→ TASK ITEM
Nothing in the records may be left out; restate them word for word.

→ DATA FOR ANALYSIS
=====

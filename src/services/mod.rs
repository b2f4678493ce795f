//! Services built on top of the storage layer and the session core.

pub mod rating;
pub mod registry;

pub use registry::{GameSetup, Registry};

=====

→ TASK RESPONSE
filename src/services/mod.rs
repository b2f4678493ce795f
//! Services built on top of the storage layer and the session core.

pub mod rating;
pub mod registry;

pub use registry::{GameSetup, Registry};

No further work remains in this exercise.